PROBLEM: Exactly as written, retype all of the records that come next.

Stored data:
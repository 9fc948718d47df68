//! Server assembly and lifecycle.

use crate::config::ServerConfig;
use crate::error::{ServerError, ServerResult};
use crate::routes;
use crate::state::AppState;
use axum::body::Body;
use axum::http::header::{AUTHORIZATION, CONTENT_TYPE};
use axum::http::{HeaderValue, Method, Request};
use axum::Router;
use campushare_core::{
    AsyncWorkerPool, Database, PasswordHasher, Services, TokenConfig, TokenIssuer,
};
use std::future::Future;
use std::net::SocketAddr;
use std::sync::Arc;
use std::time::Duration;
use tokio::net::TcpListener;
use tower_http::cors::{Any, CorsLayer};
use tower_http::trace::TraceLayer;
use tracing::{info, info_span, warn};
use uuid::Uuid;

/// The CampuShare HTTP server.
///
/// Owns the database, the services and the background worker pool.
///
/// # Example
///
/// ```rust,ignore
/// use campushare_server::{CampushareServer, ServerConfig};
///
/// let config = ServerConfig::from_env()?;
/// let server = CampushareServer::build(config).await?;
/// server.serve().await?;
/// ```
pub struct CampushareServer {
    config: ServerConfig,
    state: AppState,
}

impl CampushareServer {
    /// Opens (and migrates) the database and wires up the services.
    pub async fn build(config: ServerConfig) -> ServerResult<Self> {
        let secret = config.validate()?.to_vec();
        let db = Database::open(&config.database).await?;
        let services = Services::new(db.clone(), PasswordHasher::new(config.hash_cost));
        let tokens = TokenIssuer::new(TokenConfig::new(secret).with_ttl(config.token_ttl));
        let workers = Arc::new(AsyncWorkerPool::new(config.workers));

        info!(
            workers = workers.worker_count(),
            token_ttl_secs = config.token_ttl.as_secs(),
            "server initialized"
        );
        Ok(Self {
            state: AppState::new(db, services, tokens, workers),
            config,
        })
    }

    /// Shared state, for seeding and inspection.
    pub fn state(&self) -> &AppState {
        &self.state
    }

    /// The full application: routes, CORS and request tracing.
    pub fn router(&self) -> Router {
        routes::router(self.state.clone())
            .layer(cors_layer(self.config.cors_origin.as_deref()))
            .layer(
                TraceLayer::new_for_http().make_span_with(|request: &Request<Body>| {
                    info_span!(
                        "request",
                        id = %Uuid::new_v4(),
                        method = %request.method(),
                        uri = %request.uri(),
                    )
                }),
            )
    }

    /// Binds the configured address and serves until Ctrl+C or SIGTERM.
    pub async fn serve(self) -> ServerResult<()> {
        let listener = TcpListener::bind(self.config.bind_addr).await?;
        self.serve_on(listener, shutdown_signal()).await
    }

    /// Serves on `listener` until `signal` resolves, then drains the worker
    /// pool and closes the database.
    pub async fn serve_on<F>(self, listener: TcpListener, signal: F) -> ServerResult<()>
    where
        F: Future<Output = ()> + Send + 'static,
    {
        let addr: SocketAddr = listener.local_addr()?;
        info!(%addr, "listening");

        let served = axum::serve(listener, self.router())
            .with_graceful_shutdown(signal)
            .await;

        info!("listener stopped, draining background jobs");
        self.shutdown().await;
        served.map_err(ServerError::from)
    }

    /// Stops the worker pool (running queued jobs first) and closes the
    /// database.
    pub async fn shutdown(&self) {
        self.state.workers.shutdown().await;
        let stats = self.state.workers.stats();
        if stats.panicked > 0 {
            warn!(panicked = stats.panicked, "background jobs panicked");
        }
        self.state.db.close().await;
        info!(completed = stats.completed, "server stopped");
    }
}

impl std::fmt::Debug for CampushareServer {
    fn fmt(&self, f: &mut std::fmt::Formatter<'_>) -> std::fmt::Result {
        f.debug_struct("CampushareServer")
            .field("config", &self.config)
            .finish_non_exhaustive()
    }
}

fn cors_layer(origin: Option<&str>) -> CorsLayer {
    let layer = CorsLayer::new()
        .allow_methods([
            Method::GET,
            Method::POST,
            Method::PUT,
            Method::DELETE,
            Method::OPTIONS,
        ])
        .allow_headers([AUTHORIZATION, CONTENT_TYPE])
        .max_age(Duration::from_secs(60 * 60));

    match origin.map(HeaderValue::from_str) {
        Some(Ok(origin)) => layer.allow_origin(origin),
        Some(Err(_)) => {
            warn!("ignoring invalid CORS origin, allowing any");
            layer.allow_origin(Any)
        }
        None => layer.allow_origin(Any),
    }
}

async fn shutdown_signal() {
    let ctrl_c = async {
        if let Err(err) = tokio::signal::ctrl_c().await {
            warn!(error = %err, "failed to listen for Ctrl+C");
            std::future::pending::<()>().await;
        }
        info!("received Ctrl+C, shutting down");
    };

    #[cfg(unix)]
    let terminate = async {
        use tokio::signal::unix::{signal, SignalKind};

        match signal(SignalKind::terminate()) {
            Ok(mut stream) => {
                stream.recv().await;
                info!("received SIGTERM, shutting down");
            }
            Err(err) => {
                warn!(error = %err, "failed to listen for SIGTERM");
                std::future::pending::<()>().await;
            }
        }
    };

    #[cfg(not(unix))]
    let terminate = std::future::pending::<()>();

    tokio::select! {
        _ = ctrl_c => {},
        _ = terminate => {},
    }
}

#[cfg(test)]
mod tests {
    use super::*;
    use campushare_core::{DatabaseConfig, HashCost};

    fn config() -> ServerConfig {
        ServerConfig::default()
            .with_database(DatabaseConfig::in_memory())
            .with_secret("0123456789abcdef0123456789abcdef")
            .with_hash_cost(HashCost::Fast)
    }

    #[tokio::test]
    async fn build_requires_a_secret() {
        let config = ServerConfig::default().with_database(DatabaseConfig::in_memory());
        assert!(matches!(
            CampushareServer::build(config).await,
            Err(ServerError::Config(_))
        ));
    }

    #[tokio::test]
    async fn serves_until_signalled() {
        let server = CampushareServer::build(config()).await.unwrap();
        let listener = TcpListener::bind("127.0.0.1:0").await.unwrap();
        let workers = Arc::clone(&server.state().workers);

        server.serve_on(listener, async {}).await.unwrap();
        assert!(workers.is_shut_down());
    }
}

TASK OUTPUT:
repository 9fc948718d47df68
//! Server assembly and lifecycle.

use crate::config::ServerConfig;
use crate::error::{ServerError, ServerResult};
use crate::routes;
use crate::state::AppState;
use axum::body::Body;
use axum::http::header::{AUTHORIZATION, CONTENT_TYPE};
use axum::http::{HeaderValue, Method, Request};
use axum::Router;
use campushare_core::{
    AsyncWorkerPool, Database, PasswordHasher, Services, TokenConfig, TokenIssuer,
};
use std::future::Future;
use std::net::SocketAddr;
use std::sync::Arc;
use std::time::Duration;
use tokio::net::TcpListener;
use tower_http::cors::{Any, CorsLayer};
use tower_http::trace::TraceLayer;
use tracing::{info, info_span, warn};
use uuid::Uuid;

/// The CampuShare HTTP server.
///
/// Owns the database, the services and the background worker pool.
///
/// # Example
///
/// ```rust,ignore
/// use campushare_server::{CampushareServer, ServerConfig};
///
/// let config = ServerConfig::from_env()?;
/// let server = CampushareServer::build(config).await?;
/// server.serve().await?;
/// ```
pub struct CampushareServer {
    config: ServerConfig,
    state: AppState,
}

impl CampushareServer {
    /// Opens (and migrates) the database and wires up the services.
    pub async fn build(config: ServerConfig) -> ServerResult<Self> {
        let secret = config.validate()?.to_vec();
        let db = Database::open(&config.database).await?;
        let services = Services::new(db.clone(), PasswordHasher::new(config.hash_cost));
        let tokens = TokenIssuer::new(TokenConfig::new(secret).with_ttl(config.token_ttl));
        let workers = Arc::new(AsyncWorkerPool::new(config.workers));

        info!(
            workers = workers.worker_count(),
            token_ttl_secs = config.token_ttl.as_secs(),
            "server initialized"
        );
        Ok(Self {
            state: AppState::new(db, services, tokens, workers),
            config,
        })
    }

    /// Shared state, for seeding and inspection.
    pub fn state(&self) -> &AppState {
        &self.state
    }

    /// The full application: routes, CORS and request tracing.
    pub fn router(&self) -> Router {
        routes::router(self.state.clone())
            .layer(cors_layer(self.config.cors_origin.as_deref()))
            .layer(
                TraceLayer::new_for_http().make_span_with(|request: &Request<Body>| {
                    info_span!(
                        "request",
                        id = %Uuid::new_v4(),
                        method = %request.method(),
                        uri = %request.uri(),
                    )
                }),
            )
    }

    /// Binds the configured address and serves until Ctrl+C or SIGTERM.
    pub async fn serve(self) -> ServerResult<()> {
        let listener = TcpListener::bind(self.config.bind_addr).await?;
        self.serve_on(listener, shutdown_signal()).await
    }

    /// Serves on `listener` until `signal` resolves, then drains the worker
    /// pool and closes the database.
    pub async fn serve_on<F>(self, listener: TcpListener, signal: F) -> ServerResult<()>
    where
        F: Future<Output = ()> + Send + 'static,
    {
        let addr: SocketAddr = listener.local_addr()?;
        info!(%addr, "listening");

        let served = axum::serve(listener, self.router())
            .with_graceful_shutdown(signal)
            .await;

        info!("listener stopped, draining background jobs");
        self.shutdown().await;
        served.map_err(ServerError::from)
    }

    /// Stops the worker pool (running queued jobs first) and closes the
    /// database.
    pub async fn shutdown(&self) {
        self.state.workers.shutdown().await;
        let stats = self.state.workers.stats();
        if stats.panicked > 0 {
            warn!(panicked = stats.panicked, "background jobs panicked");
        }
        self.state.db.close().await;
        info!(completed = stats.completed, "server stopped");
    }
}

impl std::fmt::Debug for CampushareServer {
    fn fmt(&self, f: &mut std::fmt::Formatter<'_>) -> std::fmt::Result {
        f.debug_struct("CampushareServer")
            .field("config", &self.config)
            .finish_non_exhaustive()
    }
}

fn cors_layer(origin: Option<&str>) -> CorsLayer {
    let layer = CorsLayer::new()
        .allow_methods([
            Method::GET,
            Method::POST,
            Method::PUT,
            Method::DELETE,
            Method::OPTIONS,
        ])
        .allow_headers([AUTHORIZATION, CONTENT_TYPE])
        .max_age(Duration::from_secs(60 * 60));

    match origin.map(HeaderValue::from_str) {
        Some(Ok(origin)) => layer.allow_origin(origin),
        Some(Err(_)) => {
            warn!("ignoring invalid CORS origin, allowing any");
            layer.allow_origin(Any)
        }
        None => layer.allow_origin(Any),
    }
}

async fn shutdown_signal() {
    let ctrl_c = async {
        if let Err(err) = tokio::signal::ctrl_c().await {
            warn!(error = %err, "failed to listen for Ctrl+C");
            std::future::pending::<()>().await;
        }
        info!("received Ctrl+C, shutting down");
    };

    #[cfg(unix)]
    let terminate = async {
        use tokio::signal::unix::{signal, SignalKind};

        match signal(SignalKind::terminate()) {
            Ok(mut stream) => {
                stream.recv().await;
                info!("received SIGTERM, shutting down");
            }
            Err(err) => {
                warn!(error = %err, "failed to listen for SIGTERM");
                std::future::pending::<()>().await;
            }
        }
    };

    #[cfg(not(unix))]
    let terminate = std::future::pending::<()>();

    tokio::select! {
        _ = ctrl_c => {},
        _ = terminate => {},
    }
}

#[cfg(test)]
mod tests {
    use super::*;
    use campushare_core::{DatabaseConfig, HashCost};

    fn config() -> ServerConfig {
        ServerConfig::default()
            .with_database(DatabaseConfig::in_memory())
            .with_secret("0123456789abcdef0123456789abcdef")
            .with_hash_cost(HashCost::Fast)
    }

    #[tokio::test]
    async fn build_requires_a_secret() {
        let config = ServerConfig::default().with_database(DatabaseConfig::in_memory());
        assert!(matches!(
            CampushareServer::build(config).await,
            Err(ServerError::Config(_))
        ));
    }

    #[tokio::test]
    async fn serves_until_signalled() {
        let server = CampushareServer::build(config()).await.unwrap();
        let listener = TcpListener::bind("127.0.0.1:0").await.unwrap();
        let workers = Arc::clone(&server.state().workers);

        server.serve_on(listener, async {}).await.unwrap();
        assert!(workers.is_shut_down());
    }
}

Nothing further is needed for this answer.